Roanoke, VA, is showing that civic engagement doesn’t need to take a back seat during an emergency. In the words of the city’s mayor, Sherman Lea, when COVID-19 hit “we did what an All-America City does – turned to our community to determine what is needed next.”
Roanoke, a seven-time winner of the All-America City award, is showing that engagement can improve results during this year’s pandemic. When the disease first arrived the city began reaching out to its nonprofits, business community and residents to make plans for outreach and response. This culminated later in a formal input process called “Star City Strong: Response, Recovery, Resiliency,” that involved a 36-member community task force.
The first steps in Roanoke’s response and engagement was to hold community conversations consisting of virtual focus groups, individual interviews, on-line solicitation of ideas and a comprehensive social media campaign. Much of the attention of these conversations was aimed at reaching the city’s vulnerable populations and helping to preserve the city’s social and economic infrastructure.
In June the city formed the Star City Recovery Task Force, which was made up of 36 individuals representing nonprofit groups, youth, business, faith-based organizations and the community at-large. This group held four meetings and a public hearing over a one-month period to develop recommendations to the City Council for spending millions of dollars made available from the CARES Act, a special CDBG allocation and other sources, with a majority of funding coming into the community to be influenced by these recommendations.

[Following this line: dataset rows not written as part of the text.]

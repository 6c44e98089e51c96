//! Tracing subscriber setup for hosts that don't install their own.

use thiserror::Error;
use tracing_subscriber::{layer::SubscriberExt, util::SubscriberInitExt, EnvFilter};

/// Default filter used when `RUST_LOG` is unset.
pub const DEFAULT_FILTER: &str = "social_auth_bridge=info";

#[derive(Debug, Error)]
pub enum TelemetryError {
    #[error("Invalid log filter: {0}")]
    InvalidFilter(String),

    #[error("Global tracing subscriber already set: {0}")]
    AlreadyInitialized(String),
}

/// Builds the log filter.
///
/// `RUST_LOG` wins when set; otherwise `fallback` is parsed.
pub fn env_filter(fallback: &str) -> Result<EnvFilter, TelemetryError> {
    match EnvFilter::try_from_default_env() {
        Ok(filter) => Ok(filter),
        Err(_) => EnvFilter::try_new(fallback)
            .map_err(|e| TelemetryError::InvalidFilter(e.to_string())),
    }
}

/// Installs the global tracing subscriber.
///
/// With `json` set, events are written as one JSON object per line.
pub fn init_tracing(fallback_filter: &str, json: bool) -> Result<(), TelemetryError> {
    let filter = env_filter(fallback_filter)?;
    let registry = tracing_subscriber::registry().with(filter);

    let result = if json {
        registry
            .with(tracing_subscriber::fmt::layer().json())
            .try_init()
    } else {
        registry.with(tracing_subscriber::fmt::layer()).try_init()
    };

    result.map_err(|e| TelemetryError::AlreadyInitialized(e.to_string()))
}
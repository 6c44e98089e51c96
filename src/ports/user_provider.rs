//! Social user provider port - maps a provider profile to an application user.
//!
//! This is the "service" the firewall configuration names under
//! `user_provider.service`. The application decides how a social identity
//! becomes one of its users (lookup by provider identifier, auto-registration,
//! linking by email, ...).

use async_trait::async_trait;

use crate::domain::foundation::{AuthError, AuthenticatedUser};
use crate::domain::profile::NormalizedProfile;

/// Loads the application user behind a social login.
///
/// # Contract
///
/// Implementations must:
/// - Return the user if the profile maps to one
/// - Return `AuthError::UserNotFound` if it does not
/// - Return `AuthError::ServiceUnavailable` for transient errors
#[async_trait]
pub trait SocialUserProvider: Send + Sync {
    /// Loads the user for a normalized provider profile.
    async fn load_user_by_profile(
        &self,
        profile: &NormalizedProfile,
    ) -> Result<AuthenticatedUser, AuthError>;
}
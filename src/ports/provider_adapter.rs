//! Provider adapter port - one live connection to one identity provider.
//!
//! The social login toolkit hands out an adapter per provider once the user
//! has authenticated (or an earlier authentication was resumed from session
//! data). The bridge owns the adapter exclusively while it adapts the
//! response and releases it with [`ProviderAdapter::logout`].

use async_trait::async_trait;

use crate::domain::foundation::{ProviderError, ProviderName};
use crate::domain::profile::{UserActivity, UserContact, UserProfile};

/// A connected session with a single external provider.
///
/// # Contract
///
/// Implementations must:
/// - Return the provider's configured name from `id()`
/// - Report remote failures as `ProviderError` with a toolkit code
/// - Make `logout()` local and infallible (it only drops stored tokens)
#[async_trait]
pub trait ProviderAdapter: Send + Sync {
    /// The provider this adapter is connected to.
    fn id(&self) -> &ProviderName;

    /// Fetches the user's profile from the provider.
    async fn user_profile(&self) -> Result<UserProfile, ProviderError>;

    /// Fetches the user's contact list.
    async fn user_contacts(&self) -> Result<Vec<UserContact>, ProviderError>;

    /// Fetches the user's recent activity stream.
    async fn user_activity(&self) -> Result<Vec<UserActivity>, ProviderError>;

    /// Forgets the provider tokens held for this user.
    fn logout(&self);
}
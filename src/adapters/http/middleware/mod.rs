//! HTTP middleware for axum.
//!
//! - `auth` - Social login middleware and extractors

pub mod auth;

pub use auth::{
    session_key_from_headers, social_auth_middleware, AuthRejection, OptionalAuth, RequireAuth,
    SocialAuthState,
};
//! Firewall configuration: login path, check paths and user provider

use serde::Deserialize;
use std::collections::BTreeMap;

use super::error::ValidationError;
use crate::domain::foundation::{CheckPath, ProviderName};
use crate::domain::provider::{ProviderRegistration, ProviderRegistrations};

/// The only user provider kind currently supported.
const SERVICE_USER_PROVIDER: &str = "service";

/// One `providers_check_path` entry, as written in configuration.
#[derive(Debug, Clone, Deserialize, PartialEq, Eq)]
pub struct ProviderCheckPathEntry {
    pub name: String,
    pub check_path: String,
}

impl ProviderCheckPathEntry {
    pub fn new(name: impl Into<String>, check_path: impl Into<String>) -> Self {
        Self {
            name: name.into(),
            check_path: check_path.into(),
        }
    }
}

/// Social auth firewall configuration
#[derive(Debug, Clone, Deserialize)]
pub struct FirewallConfig {
    /// Where unauthenticated users are sent
    pub login_path: String,

    /// Provider check paths, in matching order
    pub providers_check_path: Vec<ProviderCheckPathEntry>,

    /// User provider selection, e.g. `{ service: my_user_provider }`
    #[serde(alias = "hybridauth_user_provider")]
    pub user_provider: BTreeMap<String, String>,
}

impl FirewallConfig {
    /// Builds the validated, ordered provider registrations.
    pub fn registrations(&self) -> Result<ProviderRegistrations, ValidationError> {
        let registrations = self
            .providers_check_path
            .iter()
            .enumerate()
            .map(|(index, entry)| {
                let name = ProviderName::new(entry.name.as_str()).map_err(|e| {
                    ValidationError::InvalidProviderEntry {
                        index,
                        reason: e.to_string(),
                    }
                })?;
                let check_path = CheckPath::new(entry.check_path.as_str()).map_err(|e| {
                    ValidationError::InvalidProviderEntry {
                        index,
                        reason: e.to_string(),
                    }
                })?;
                Ok(ProviderRegistration::new(name, check_path))
            })
            .collect::<Result<Vec<_>, ValidationError>>()?;

        Ok(ProviderRegistrations::new(registrations)?)
    }

    /// Name of the user provider service.
    ///
    /// The selection must hold exactly one entry, keyed `service`, with a
    /// non-empty value.
    pub fn user_provider_service(&self) -> Result<&str, ValidationError> {
        if self.user_provider.len() != 1 {
            return Err(ValidationError::InvalidUserProvider);
        }
        match self.user_provider.get(SERVICE_USER_PROVIDER) {
            Some(service) if !service.trim().is_empty() => Ok(service),
            _ => Err(ValidationError::InvalidUserProvider),
        }
    }

    /// Validate firewall configuration
    pub fn validate(&self) -> Result<(), ValidationError> {
        if self.login_path.is_empty() {
            return Err(ValidationError::MissingRequired("LOGIN_PATH"));
        }
        if !self.login_path.starts_with('/') {
            return Err(ValidationError::InvalidLoginPath);
        }
        self.registrations()?;
        self.user_provider_service()?;
        Ok(())
    }
}
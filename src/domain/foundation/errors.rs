//! Error types for the domain layer.

use std::fmt;
use thiserror::Error;

/// Errors that occur during value object construction.
#[derive(Debug, Clone, PartialEq, Eq, Error)]
pub enum ValidationError {
    #[error("Field '{field}' cannot be empty")]
    EmptyField { field: String },

    #[error("Field '{field}' has invalid format: {reason}")]
    InvalidFormat { field: String, reason: String },
}

impl ValidationError {
    /// Creates an empty field validation error.
    pub fn empty_field(field: impl Into<String>) -> Self {
        ValidationError::EmptyField { field: field.into() }
    }

    /// Creates an invalid format validation error.
    pub fn invalid_format(field: impl Into<String>, reason: impl Into<String>) -> Self {
        ValidationError::InvalidFormat {
            field: field.into(),
            reason: reason.into(),
        }
    }
}

/// Failure categories reported by the social login toolkit.
///
/// The numeric values follow the toolkit's own error catalogue so codes
/// survive a round trip through logs and session data unchanged.
#[derive(Debug, Clone, Copy, PartialEq, Eq, Hash)]
pub enum ProviderErrorCode {
    Unspecified,
    Configuration,
    ProviderMisconfigured,
    UnknownOrDisabledProvider,
    MissingCredentials,
    AuthenticationFailed,
    ProfileRequestFailed,
    UserNotConnected,
    FeatureNotSupported,
}

impl ProviderErrorCode {
    /// Numeric code as used by the toolkit.
    pub fn as_u16(&self) -> u16 {
        match self {
            ProviderErrorCode::Unspecified => 0,
            ProviderErrorCode::Configuration => 1,
            ProviderErrorCode::ProviderMisconfigured => 2,
            ProviderErrorCode::UnknownOrDisabledProvider => 3,
            ProviderErrorCode::MissingCredentials => 4,
            ProviderErrorCode::AuthenticationFailed => 5,
            ProviderErrorCode::ProfileRequestFailed => 6,
            ProviderErrorCode::UserNotConnected => 7,
            ProviderErrorCode::FeatureNotSupported => 8,
        }
    }

    /// Maps a toolkit numeric code back to a category.
    ///
    /// Unknown codes collapse to `Unspecified`.
    pub fn from_u16(code: u16) -> Self {
        match code {
            1 => ProviderErrorCode::Configuration,
            2 => ProviderErrorCode::ProviderMisconfigured,
            3 => ProviderErrorCode::UnknownOrDisabledProvider,
            4 => ProviderErrorCode::MissingCredentials,
            5 => ProviderErrorCode::AuthenticationFailed,
            6 => ProviderErrorCode::ProfileRequestFailed,
            7 => ProviderErrorCode::UserNotConnected,
            8 => ProviderErrorCode::FeatureNotSupported,
            _ => ProviderErrorCode::Unspecified,
        }
    }
}

impl fmt::Display for ProviderErrorCode {
    fn fmt(&self, f: &mut fmt::Formatter<'_>) -> fmt::Result {
        let s = match self {
            ProviderErrorCode::Unspecified => "UNSPECIFIED",
            ProviderErrorCode::Configuration => "CONFIGURATION",
            ProviderErrorCode::ProviderMisconfigured => "PROVIDER_MISCONFIGURED",
            ProviderErrorCode::UnknownOrDisabledProvider => "UNKNOWN_OR_DISABLED_PROVIDER",
            ProviderErrorCode::MissingCredentials => "MISSING_CREDENTIALS",
            ProviderErrorCode::AuthenticationFailed => "AUTHENTICATION_FAILED",
            ProviderErrorCode::ProfileRequestFailed => "PROFILE_REQUEST_FAILED",
            ProviderErrorCode::UserNotConnected => "USER_NOT_CONNECTED",
            ProviderErrorCode::FeatureNotSupported => "FEATURE_NOT_SUPPORTED",
        };
        write!(f, "{}", s)
    }
}

/// An error raised by the social login toolkit.
///
/// This is the raw failure coming out of a port implementation. Failures
/// tied to one provider (authenticate, profile, contacts, activity) are
/// wrapped into [`AccountNotConnected`](super::AccountNotConnected) with
/// that provider. Map-wide operations of `ProviderMap` (`client`,
/// `list_connected`, `logout_all`, `session_state`,
/// `restore_session_state`) return it bare since no single provider is
/// at fault.
#[derive(Debug, Clone, PartialEq, Eq, Error)]
#[error("[{code}] {message}")]
pub struct ProviderError {
    pub code: ProviderErrorCode,
    pub message: String,
}

impl ProviderError {
    /// Creates a new toolkit error.
    pub fn new(code: ProviderErrorCode, message: impl Into<String>) -> Self {
        Self {
            code,
            message: message.into(),
        }
    }

    /// Shorthand for an authentication failure (denied or cancelled).
    pub fn authentication_failed(message: impl Into<String>) -> Self {
        Self::new(ProviderErrorCode::AuthenticationFailed, message)
    }

    /// Shorthand for a failed profile request.
    pub fn profile_request_failed(message: impl Into<String>) -> Self {
        Self::new(ProviderErrorCode::ProfileRequestFailed, message)
    }
}
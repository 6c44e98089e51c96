//! Bridge configuration module
//!
//! Configuration is read from a YAML file and then overridden by environment
//! variables with the `SOCIAL_AUTH` prefix, nested values separated by `__`.
//!
//! # Example
//!
//! ```no_run
//! use social_auth_bridge::config::SocialAuthConfig;
//!
//! let config = SocialAuthConfig::load("config/social_auth.yaml")
//!     .expect("Failed to load configuration");
//! config.validate().expect("Invalid configuration");
//! ```
//!
//! ```yaml
//! firewall:
//!   login_path: /login
//!   providers_check_path:
//!     - { name: facebook, check_path: /login/check-facebook }
//!     - { name: google, check_path: /login/check-google }
//!   user_provider:
//!     service: app.social_user_provider
//! client:
//!   base_url: https://example.com/auth/endpoint
//!   providers:
//!     facebook: { keys: { id: "...", secret: "..." }, scope: email }
//!     google: { keys: { id: "...", secret: "..." } }
//! ```

mod client;
mod error;
mod firewall;
mod session;

pub use client::{ClientConfig, ProviderKeys, ProviderSettings};
pub use error::{ConfigError, ValidationError};
pub use firewall::{FirewallConfig, ProviderCheckPathEntry};
pub use session::SessionConfig;

use serde::Deserialize;
use std::path::Path;

use crate::domain::foundation::ProviderName;

/// Root bridge configuration
#[derive(Debug, Clone, Deserialize)]
pub struct SocialAuthConfig {
    /// Firewall: login path, check paths, user provider
    pub firewall: FirewallConfig,

    /// Toolkit configuration
    pub client: ClientConfig,

    /// Session persistence
    #[serde(default)]
    pub session: SessionConfig,
}

impl SocialAuthConfig {
    /// Load configuration from a YAML file plus environment overrides
    ///
    /// This function:
    /// 1. Loads `.env` file if present (for development)
    /// 2. Reads the YAML file at `path`
    /// 3. Applies environment variables with `SOCIAL_AUTH` prefix
    /// 4. Deserializes into typed configuration structs
    ///
    /// # Environment Variable Format
    ///
    /// - `SOCIAL_AUTH__FIREWALL__LOGIN_PATH=/signin` -> `firewall.login_path`
    /// - `SOCIAL_AUTH__CLIENT__BASE_URL=...` -> `client.base_url`
    ///
    /// # Errors
    ///
    /// Returns `ConfigError` if the file is missing or values cannot be
    /// parsed into expected types.
    pub fn load(path: impl AsRef<Path>) -> Result<Self, ConfigError> {
        dotenvy::dotenv().ok();

        let config = config::Config::builder()
            .add_source(config::File::from(path.as_ref()).format(config::FileFormat::Yaml))
            .add_source(
                config::Environment::default()
                    .prefix("SOCIAL_AUTH")
                    .separator("__"),
            )
            .build()?
            .try_deserialize()?;

        Ok(config)
    }

    /// Parse configuration from a YAML document, without environment overrides
    pub fn from_yaml_str(yaml: &str) -> Result<Self, ConfigError> {
        Ok(serde_yaml::from_str(yaml)?)
    }

    /// Validate all configuration values
    ///
    /// # Errors
    ///
    /// Returns `ValidationError` if any configuration value is invalid.
    pub fn validate(&self) -> Result<(), ValidationError> {
        self.firewall.validate()?;
        self.client.validate()?;
        self.session.validate()?;
        Ok(())
    }

    /// Check-path providers with no entry under `client.providers`.
    ///
    /// Such providers never authenticate: the provider map reports them as
    /// unconfigured and the request falls through.
    pub fn unconfigured_providers(&self) -> Result<Vec<ProviderName>, ValidationError> {
        Ok(self
            .firewall
            .registrations()?
            .iter()
            .filter(|r| !self.client.is_configured(&r.name))
            .map(|r| r.name.clone())
            .collect())
    }
}
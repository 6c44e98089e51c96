//! Ports - Interfaces for external dependencies.
//!
//! Following hexagonal architecture, ports define the contracts between
//! the bridge and the outside world. Adapters implement these ports.
//!
//! ## Toolkit Ports
//!
//! - `SocialAuthClient` - The multi-provider login toolkit
//! - `ProviderAdapter` - One connected provider session
//! - `SocialAuthClientFactory` - Lazy client construction
//!
//! ## Host Ports
//!
//! - `SocialUserProvider` - Maps provider profiles to application users
//! - `SessionStore` - Persists toolkit session data between requests

mod client_factory;
mod provider_adapter;
mod session_store;
mod social_auth_client;
mod user_provider;

pub use client_factory::SocialAuthClientFactory;
pub use provider_adapter::ProviderAdapter;
pub use session_store::{SessionStore, SessionStoreError};
pub use social_auth_client::{AuthenticationOutcome, SocialAuthClient};
pub use user_provider::SocialUserProvider;
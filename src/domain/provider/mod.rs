//! Provider module - check-path registrations and opaque session state.

mod registration;
mod session_data;

pub use registration::{ProviderRegistration, ProviderRegistrations, RegistrationError};
pub use session_data::SessionData;
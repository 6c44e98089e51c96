//! Social login toolkit configuration

use secrecy::SecretString;
use serde::Deserialize;
use std::collections::BTreeMap;

use super::error::ValidationError;
use crate::domain::foundation::ProviderName;

/// Configuration handed to the toolkit when a client is built
#[derive(Debug, Clone, Default, Deserialize)]
pub struct ClientConfig {
    /// Callback endpoint the toolkit uses for provider redirects
    pub base_url: String,

    /// Per-provider settings, keyed by provider name
    #[serde(default)]
    pub providers: BTreeMap<String, ProviderSettings>,

    /// Enables the toolkit's own debug output
    #[serde(default)]
    pub debug_mode: bool,
}

/// Settings for a single provider
#[derive(Debug, Clone, Deserialize)]
pub struct ProviderSettings {
    #[serde(default = "default_enabled")]
    pub enabled: bool,

    #[serde(default)]
    pub keys: ProviderKeys,

    /// Requested permission scope
    pub scope: Option<String>,

    /// Extra parameters passed along with the authorization request
    #[serde(default)]
    pub auth_params: BTreeMap<String, String>,
}

/// Application credentials registered with a provider
#[derive(Debug, Clone, Default, Deserialize)]
pub struct ProviderKeys {
    /// OAuth2 client id
    pub id: Option<String>,

    /// OAuth1 consumer key
    pub key: Option<String>,

    pub secret: Option<SecretString>,
}

impl ClientConfig {
    /// Returns true if the provider appears in the toolkit configuration.
    ///
    /// Presence is what counts; a disabled provider is still configured
    /// and the toolkit itself reports it as disabled.
    pub fn is_configured(&self, provider: &ProviderName) -> bool {
        self.settings(provider).is_some()
    }

    /// Settings for a provider, if configured.
    ///
    /// An exact key wins. Otherwise the first key equal to the name ignoring
    /// ASCII case is used, since the file loader lowercases map keys.
    pub fn settings(&self, provider: &ProviderName) -> Option<&ProviderSettings> {
        let name = provider.as_str();
        self.providers.get(name).or_else(|| {
            self.providers
                .iter()
                .find(|(key, _)| key.eq_ignore_ascii_case(name))
                .map(|(_, settings)| settings)
        })
    }

    /// Extra authorization parameters for a provider.
    pub fn auth_params(&self, provider: &ProviderName) -> BTreeMap<String, String> {
        self.settings(provider)
            .map(|s| s.auth_params.clone())
            .unwrap_or_default()
    }

    /// Validate toolkit configuration
    pub fn validate(&self) -> Result<(), ValidationError> {
        if self.base_url.is_empty() {
            return Err(ValidationError::MissingRequired("CLIENT_BASE_URL"));
        }
        if !self.base_url.starts_with("http://") && !self.base_url.starts_with("https://") {
            return Err(ValidationError::InvalidBaseUrl);
        }
        Ok(())
    }
}

fn default_enabled() -> bool {
    true
}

The task force recognized that areas of the community hit hardest by the epidemic, including vulnerable populations, front-line workers and small business, needed extra attention. In doing so, the group applied a racial equity lens to all of its recommendations.
Recommendations for funding from the Task Force fell into four categories: community health, economy, safety net and youth and education. Community health recommendations included not only provisions for dealing directly with the disease, but also for mental health programs and support for health clinics affected by the outbreak.
A similarly broad outlook affected recommendations in the economy arena, which included funding to not only support small business and tourism, but also arts and culture and displaced workers. Recommendations in the areas of safety net and youth/education sought to support the city’s social infrastructure of nonprofits and venues like child care agencies and schools, while using creative approaches to bring recreation services closer to the community and support youth with mentoring and alternative physical learning spaces.